> Data supplied:
- - -

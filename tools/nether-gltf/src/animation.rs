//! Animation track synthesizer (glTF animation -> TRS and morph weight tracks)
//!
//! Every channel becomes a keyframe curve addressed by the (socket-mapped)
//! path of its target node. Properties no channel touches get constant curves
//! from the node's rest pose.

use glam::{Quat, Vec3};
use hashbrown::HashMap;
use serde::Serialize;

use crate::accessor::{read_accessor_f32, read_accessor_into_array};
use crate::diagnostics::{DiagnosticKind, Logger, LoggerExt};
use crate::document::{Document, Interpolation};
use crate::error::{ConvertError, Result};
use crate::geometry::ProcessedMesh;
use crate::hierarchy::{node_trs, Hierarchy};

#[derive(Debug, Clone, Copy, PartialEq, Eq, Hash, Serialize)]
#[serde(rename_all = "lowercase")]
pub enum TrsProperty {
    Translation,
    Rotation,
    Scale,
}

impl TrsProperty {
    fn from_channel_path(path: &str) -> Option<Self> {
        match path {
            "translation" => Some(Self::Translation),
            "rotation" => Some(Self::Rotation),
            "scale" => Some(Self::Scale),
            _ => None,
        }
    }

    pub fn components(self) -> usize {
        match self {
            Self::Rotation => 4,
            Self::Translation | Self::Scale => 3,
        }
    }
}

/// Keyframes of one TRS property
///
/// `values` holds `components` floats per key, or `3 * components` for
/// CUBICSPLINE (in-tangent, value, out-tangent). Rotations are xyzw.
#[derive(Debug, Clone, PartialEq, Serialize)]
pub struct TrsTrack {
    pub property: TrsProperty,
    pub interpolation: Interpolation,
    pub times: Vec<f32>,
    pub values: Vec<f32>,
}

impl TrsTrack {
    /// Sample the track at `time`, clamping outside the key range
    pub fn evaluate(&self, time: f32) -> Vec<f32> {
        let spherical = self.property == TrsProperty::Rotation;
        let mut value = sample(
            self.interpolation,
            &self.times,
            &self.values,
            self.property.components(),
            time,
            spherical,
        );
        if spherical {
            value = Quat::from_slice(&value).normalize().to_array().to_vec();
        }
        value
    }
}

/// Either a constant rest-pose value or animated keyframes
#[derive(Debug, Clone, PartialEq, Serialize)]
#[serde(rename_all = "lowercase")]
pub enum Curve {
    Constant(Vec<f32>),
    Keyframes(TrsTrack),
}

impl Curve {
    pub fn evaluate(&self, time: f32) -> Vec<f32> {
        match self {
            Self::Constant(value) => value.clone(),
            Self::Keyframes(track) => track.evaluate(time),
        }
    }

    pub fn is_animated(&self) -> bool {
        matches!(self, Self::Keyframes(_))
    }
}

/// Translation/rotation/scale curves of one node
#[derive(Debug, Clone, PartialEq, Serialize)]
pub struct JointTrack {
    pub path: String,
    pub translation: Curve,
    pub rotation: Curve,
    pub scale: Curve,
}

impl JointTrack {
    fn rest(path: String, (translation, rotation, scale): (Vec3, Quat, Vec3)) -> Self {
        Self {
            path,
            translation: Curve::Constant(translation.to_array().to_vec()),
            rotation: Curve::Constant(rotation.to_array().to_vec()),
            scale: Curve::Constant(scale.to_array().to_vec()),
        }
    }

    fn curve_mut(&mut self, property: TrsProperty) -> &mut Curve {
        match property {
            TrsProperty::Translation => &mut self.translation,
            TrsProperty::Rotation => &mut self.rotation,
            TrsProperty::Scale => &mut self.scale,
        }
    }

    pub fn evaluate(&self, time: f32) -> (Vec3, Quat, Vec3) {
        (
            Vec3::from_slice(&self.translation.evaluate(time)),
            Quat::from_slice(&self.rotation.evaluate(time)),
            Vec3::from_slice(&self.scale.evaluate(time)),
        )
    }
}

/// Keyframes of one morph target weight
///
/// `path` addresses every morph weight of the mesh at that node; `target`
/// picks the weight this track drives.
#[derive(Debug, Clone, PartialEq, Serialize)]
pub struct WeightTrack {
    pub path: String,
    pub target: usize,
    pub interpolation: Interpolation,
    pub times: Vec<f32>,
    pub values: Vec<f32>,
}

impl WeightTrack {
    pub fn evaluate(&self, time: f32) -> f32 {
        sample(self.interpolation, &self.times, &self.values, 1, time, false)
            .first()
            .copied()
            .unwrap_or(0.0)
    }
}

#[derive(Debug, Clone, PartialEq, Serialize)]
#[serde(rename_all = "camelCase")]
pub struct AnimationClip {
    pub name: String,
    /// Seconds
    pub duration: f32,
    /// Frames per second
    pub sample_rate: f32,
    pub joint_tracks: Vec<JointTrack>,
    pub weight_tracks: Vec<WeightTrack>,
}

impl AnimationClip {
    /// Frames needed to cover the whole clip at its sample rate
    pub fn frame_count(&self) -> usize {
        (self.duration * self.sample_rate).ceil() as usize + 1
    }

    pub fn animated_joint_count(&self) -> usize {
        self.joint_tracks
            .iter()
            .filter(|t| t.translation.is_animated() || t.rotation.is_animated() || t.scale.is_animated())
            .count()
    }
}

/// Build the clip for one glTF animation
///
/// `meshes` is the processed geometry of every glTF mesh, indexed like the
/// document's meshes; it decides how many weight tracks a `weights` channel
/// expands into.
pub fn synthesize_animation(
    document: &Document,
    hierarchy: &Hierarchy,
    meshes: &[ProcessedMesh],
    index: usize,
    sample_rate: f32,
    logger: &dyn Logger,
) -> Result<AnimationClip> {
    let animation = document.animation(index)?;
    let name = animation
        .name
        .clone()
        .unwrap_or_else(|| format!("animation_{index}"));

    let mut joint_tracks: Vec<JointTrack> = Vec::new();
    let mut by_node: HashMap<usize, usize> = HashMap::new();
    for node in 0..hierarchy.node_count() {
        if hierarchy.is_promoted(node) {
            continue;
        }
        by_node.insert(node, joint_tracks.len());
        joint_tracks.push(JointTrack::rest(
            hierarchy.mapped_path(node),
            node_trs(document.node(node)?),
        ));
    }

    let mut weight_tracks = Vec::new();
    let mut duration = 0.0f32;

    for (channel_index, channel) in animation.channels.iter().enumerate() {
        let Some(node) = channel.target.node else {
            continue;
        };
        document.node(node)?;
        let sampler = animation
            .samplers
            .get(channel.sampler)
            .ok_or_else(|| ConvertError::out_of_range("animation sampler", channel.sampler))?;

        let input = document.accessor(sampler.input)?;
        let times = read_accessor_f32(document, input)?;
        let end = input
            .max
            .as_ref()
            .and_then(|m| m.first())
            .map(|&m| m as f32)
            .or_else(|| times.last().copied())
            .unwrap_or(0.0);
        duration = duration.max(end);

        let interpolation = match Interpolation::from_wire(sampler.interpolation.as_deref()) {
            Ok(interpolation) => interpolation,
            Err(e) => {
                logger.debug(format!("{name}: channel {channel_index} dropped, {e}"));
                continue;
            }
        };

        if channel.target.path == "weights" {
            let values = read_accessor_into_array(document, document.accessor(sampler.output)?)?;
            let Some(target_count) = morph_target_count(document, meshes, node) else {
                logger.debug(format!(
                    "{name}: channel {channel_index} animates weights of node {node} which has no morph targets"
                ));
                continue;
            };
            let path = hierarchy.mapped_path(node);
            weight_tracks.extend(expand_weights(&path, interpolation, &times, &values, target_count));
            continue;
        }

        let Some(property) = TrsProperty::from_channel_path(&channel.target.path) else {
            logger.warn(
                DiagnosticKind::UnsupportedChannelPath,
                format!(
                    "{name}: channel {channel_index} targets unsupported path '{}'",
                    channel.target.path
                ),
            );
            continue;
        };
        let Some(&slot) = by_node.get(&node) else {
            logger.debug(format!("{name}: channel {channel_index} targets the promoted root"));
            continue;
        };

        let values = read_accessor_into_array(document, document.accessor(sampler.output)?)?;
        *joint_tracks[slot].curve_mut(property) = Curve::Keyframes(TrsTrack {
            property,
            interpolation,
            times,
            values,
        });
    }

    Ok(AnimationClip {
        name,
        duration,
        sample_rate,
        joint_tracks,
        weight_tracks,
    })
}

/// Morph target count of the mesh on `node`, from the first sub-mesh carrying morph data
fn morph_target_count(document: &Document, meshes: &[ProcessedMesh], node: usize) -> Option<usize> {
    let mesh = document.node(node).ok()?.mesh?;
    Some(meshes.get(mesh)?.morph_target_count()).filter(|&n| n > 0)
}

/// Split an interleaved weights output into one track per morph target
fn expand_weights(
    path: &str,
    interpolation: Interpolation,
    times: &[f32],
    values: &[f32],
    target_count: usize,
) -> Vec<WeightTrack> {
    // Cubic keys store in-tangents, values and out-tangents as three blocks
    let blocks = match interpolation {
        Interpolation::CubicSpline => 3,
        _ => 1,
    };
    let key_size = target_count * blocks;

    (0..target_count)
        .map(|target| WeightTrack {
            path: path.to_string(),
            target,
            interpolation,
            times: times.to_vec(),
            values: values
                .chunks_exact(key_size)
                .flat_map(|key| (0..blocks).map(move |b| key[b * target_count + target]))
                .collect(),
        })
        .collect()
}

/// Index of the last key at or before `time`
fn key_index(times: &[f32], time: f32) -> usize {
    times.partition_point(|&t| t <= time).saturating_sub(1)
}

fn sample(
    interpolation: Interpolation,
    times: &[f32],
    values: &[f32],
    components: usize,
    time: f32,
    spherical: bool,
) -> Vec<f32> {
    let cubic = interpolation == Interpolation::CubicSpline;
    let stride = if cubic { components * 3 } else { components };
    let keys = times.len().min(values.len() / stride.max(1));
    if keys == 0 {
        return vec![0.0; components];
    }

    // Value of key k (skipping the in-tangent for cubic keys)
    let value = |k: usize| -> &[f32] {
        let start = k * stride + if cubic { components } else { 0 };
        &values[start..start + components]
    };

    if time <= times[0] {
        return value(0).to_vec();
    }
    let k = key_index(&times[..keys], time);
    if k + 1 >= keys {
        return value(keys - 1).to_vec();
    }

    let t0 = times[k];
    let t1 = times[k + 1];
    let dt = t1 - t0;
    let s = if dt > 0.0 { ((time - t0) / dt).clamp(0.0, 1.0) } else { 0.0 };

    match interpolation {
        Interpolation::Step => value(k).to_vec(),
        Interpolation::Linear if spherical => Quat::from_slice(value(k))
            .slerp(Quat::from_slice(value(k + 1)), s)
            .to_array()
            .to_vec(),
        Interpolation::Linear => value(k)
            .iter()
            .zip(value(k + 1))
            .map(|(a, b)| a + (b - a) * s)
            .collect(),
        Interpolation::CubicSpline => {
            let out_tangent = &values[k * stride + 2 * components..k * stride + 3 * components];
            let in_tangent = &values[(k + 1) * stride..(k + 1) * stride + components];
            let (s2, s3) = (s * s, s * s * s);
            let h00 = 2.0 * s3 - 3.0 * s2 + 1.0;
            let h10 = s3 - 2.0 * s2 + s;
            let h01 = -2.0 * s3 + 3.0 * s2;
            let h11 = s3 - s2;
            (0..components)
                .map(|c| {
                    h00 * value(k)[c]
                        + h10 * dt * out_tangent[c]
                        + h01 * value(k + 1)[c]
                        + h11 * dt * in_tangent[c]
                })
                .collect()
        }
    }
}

- - -

> What you need to do: Your task is to reproduce the entries exactly, starting at the first line and ending with the line containing "use serde::Serialize;".

> Answer for this exercise:
filename tools/nether-gltf/src/animation.rs
//! Animation track synthesizer (glTF animation -> TRS and morph weight tracks)
//!
//! Every channel becomes a keyframe curve addressed by the (socket-mapped)
//! path of its target node. Properties no channel touches get constant curves
//! from the node's rest pose.

use glam::{Quat, Vec3};
use hashbrown::HashMap;
use serde::Serialize;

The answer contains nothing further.